SOURCE DATA:
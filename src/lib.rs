// src/lib.rs

use handlers::events_ws::EventBroadcaster;
use sea_orm::DatabaseConnection;
use services::config::AppConfig;
use services::identity::IdentityService;
use services::subscription::SubscriptionService;

#[derive(Clone)]
pub struct AppState {
    pub db: DatabaseConnection,
    pub config: AppConfig,
    pub identity: IdentityService,
    pub subscriptions: SubscriptionService,
    pub events: EventBroadcaster,
}

pub mod entities {
    pub mod prelude;
    pub mod cashout_requests;
    pub mod lead_contacts;
    pub mod lead_purchases;
    pub mod leads;
    pub mod plans;
    pub mod referral_wallets;
    pub mod referrals;
    pub mod subscriptions;
    pub mod vendor_preferences;
    pub mod vendor_quotas;
    pub mod vendors;
    pub mod wallet_ledger_entries;
}

pub mod services {
    pub mod config;
    pub mod contacts;
    pub mod eligibility;
    pub mod identity;
    pub mod purchase;
    pub mod quota;
    pub mod referral;
    pub mod subscription;
}

pub mod models;
pub mod handlers;
/// Everything the referral dashboard shows in one call
pub async fn dashboard(
    db: &DatabaseConnection,
    settings: ProgramSettings,
    vendor_id: Uuid,
) -> Result<ReferralDashboardResponse, ReferralError> {
    let vendor = Vendors::find_by_id(vendor_id)
        .one(db)
        .await?
        .ok_or(ReferralError::NotFound)?;

    let wallet = get_or_create_wallet(db, vendor_id).await?;

    let recent_referrals = Referrals::find()
        .filter(referrals::Column::ReferrerVendorId.eq(vendor_id))
        .order_by_desc(referrals::Column::CreatedAt)
        .limit(10)
        .all(db)
        .await?
        .into_iter()
        .map(ReferralEntry::from)
        .collect();

    let ledger = WalletLedgerEntries::find()
        .filter(wallet_ledger_entries::Column::VendorId.eq(vendor_id))
        .order_by_desc(wallet_ledger_entries::Column::CreatedAt)
        .limit(20)
        .all(db)
        .await?
        .into_iter()
        .map(LedgerEntryResponse::from)
        .collect();

    Ok(ReferralDashboardResponse {
        profile: ReferralProfile {
            vendor_id: vendor.id,
            referral_code: vendor.referral_code,
            company_name: vendor.company_name,
        },
        wallet: wallet.into(),
        settings,
        recent_referrals,
        ledger,
    })
}

#[cfg(test)]
mod tests {
    use super::*;

    #[test]
    fn normalize_accepts_mixed_case_with_whitespace() {
        assert_eq!(normalize_code("  ab12cd  "), Some("AB12CD".to_string()));
        assert_eq!(normalize_code("VENDOR2025"), Some("VENDOR2025".to_string()));
    }

    #[test]
    fn normalize_rejects_empty_and_short_codes() {
        assert_eq!(normalize_code(""), None);
        assert_eq!(normalize_code("   "), None);
        assert_eq!(normalize_code("AB12"), None);
    }

    #[test]
    fn normalize_rejects_invalid_characters_and_length() {
        assert_eq!(normalize_code("AB-12-CD"), None);
        assert_eq!(normalize_code("AB12CD345678X"), None); // 13 chars
        assert_eq!(normalize_code("code with spaces"), None);
    }
}
use sea_orm_migration::prelude::*;

#[derive(DeriveMigrationName)]
pub struct Migration;

#[async_trait::async_trait]
impl MigrationTrait for Migration {
    async fn up(&self, manager: &SchemaManager) -> Result<(), DbErr> {
        manager
            .create_table(
                Table::create()
                    .table(WalletLedgerEntries::Table)
                    .if_not_exists()
                    .col(
                        ColumnDef::new(WalletLedgerEntries::Id)
                            .big_integer()
                            .not_null()
                            .auto_increment()
                            .primary_key(),
                    )
                    .col(
                        ColumnDef::new(WalletLedgerEntries::VendorId)
                            .uuid()
                            .not_null(),
                    )
                    .col(
                        ColumnDef::new(WalletLedgerEntries::EntryType)
                            .string_len(24)
                            .not_null(),
                    )
                    .col(
                        ColumnDef::new(WalletLedgerEntries::Amount)
                            .decimal_len(12, 2)
                            .not_null(),
                    )
                    .col(
                        ColumnDef::new(WalletLedgerEntries::Status)
                            .string_len(16)
                            .not_null(),
                    )
                    .col(
                        ColumnDef::new(WalletLedgerEntries::ReferralId)
                            .integer()
                            .null(),
                    )
                    .col(ColumnDef::new(WalletLedgerEntries::PaymentId).uuid().null())
                    .col(
                        ColumnDef::new(WalletLedgerEntries::CashoutId)
                            .integer()
                            .null(),
                    )
                    .col(
                        ColumnDef::new(WalletLedgerEntries::CreatedAt)
                            .timestamp()
                            .not_null()
                            .default(SimpleExpr::Keyword(Keyword::CurrentTimestamp)),
                    )
                    .to_owned(),
            )
            .await?;

        manager
            .create_index(
                Index::create()
                    .name("idx_wallet_ledger_vendor_created")
                    .table(WalletLedgerEntries::Table)
                    .col(WalletLedgerEntries::VendorId)
                    .col(WalletLedgerEntries::CreatedAt)
                    .to_owned(),
            )
            .await?;

        // Maturation scans PENDING credit entries by age
        manager
            .create_index(
                Index::create()
                    .name("idx_wallet_ledger_type_status")
                    .table(WalletLedgerEntries::Table)
                    .col(WalletLedgerEntries::EntryType)
                    .col(WalletLedgerEntries::Status)
                    .to_owned(),
            )
            .await
    }

    async fn down(&self, manager: &SchemaManager) -> Result<(), DbErr> {
        manager
            .drop_table(Table::drop().table(WalletLedgerEntries::Table).to_owned())
            .await
    }
}

#[derive(Iden)]
enum WalletLedgerEntries {
    Table,
    Id,
    VendorId,
    EntryType,
    Amount,
    Status,
    ReferralId,
    PaymentId,
    CashoutId,
    CreatedAt,
}
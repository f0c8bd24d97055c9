use serde::{Deserialize, Serialize};

#[derive(Debug, Clone, Serialize, Deserialize)]
pub struct ErrorResponse {
    pub error: String,
}

/// Offset pagination echo returned by list endpoints
#[derive(Debug, Clone, Serialize, Deserialize)]
pub struct Pagination {
    pub page: u64,
    pub limit: u64,
    pub total: u64,
}

pub const DEFAULT_PAGE_LIMIT: u64 = 20;
pub const MAX_PAGE_LIMIT: u64 = 100;

/// Normalize caller-supplied pagination: page is 1-based, limit capped
pub fn normalize_pagination(page: Option<u64>, limit: Option<u64>) -> (u64, u64) {
    let page = page.unwrap_or(1).max(1);
    let limit = limit
        .unwrap_or(DEFAULT_PAGE_LIMIT)
        .clamp(1, MAX_PAGE_LIMIT);
    (page, limit)
}
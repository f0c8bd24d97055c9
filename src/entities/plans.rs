//! SeaORM Entity for subscription plans
//!
//! Plan catalog joined by the subscription resolver. A limit of 0 means
//! the period is unlimited.

use sea_orm::entity::prelude::*;
use serde::{Deserialize, Serialize};

#[derive(Clone, Debug, PartialEq, DeriveEntityModel, Eq, Serialize, Deserialize)]
#[sea_orm(table_name = "plans")]
pub struct Model {
    #[sea_orm(primary_key)]
    pub id: i32,
    pub name: String,
    pub daily_limit: i32,
    pub weekly_limit: i32,
    pub yearly_limit: i32,
    /// Subscription price
    pub price: Decimal,
    /// Price of one BUY_EXTRA top-up lead beyond quota
    pub extra_lead_price: Decimal,
    pub created_at: DateTime,
}

#[derive(Copy, Clone, Debug, EnumIter, DeriveRelation)]
pub enum Relation {}

impl ActiveModelBehavior for ActiveModel {}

EXERCISE:
The lines above that hold "from" are the result; show every one of them.

SOLUTION TO THIS PROBLEM:
        .map(ReferralEntry::from)
        .map(LedgerEntryResponse::from)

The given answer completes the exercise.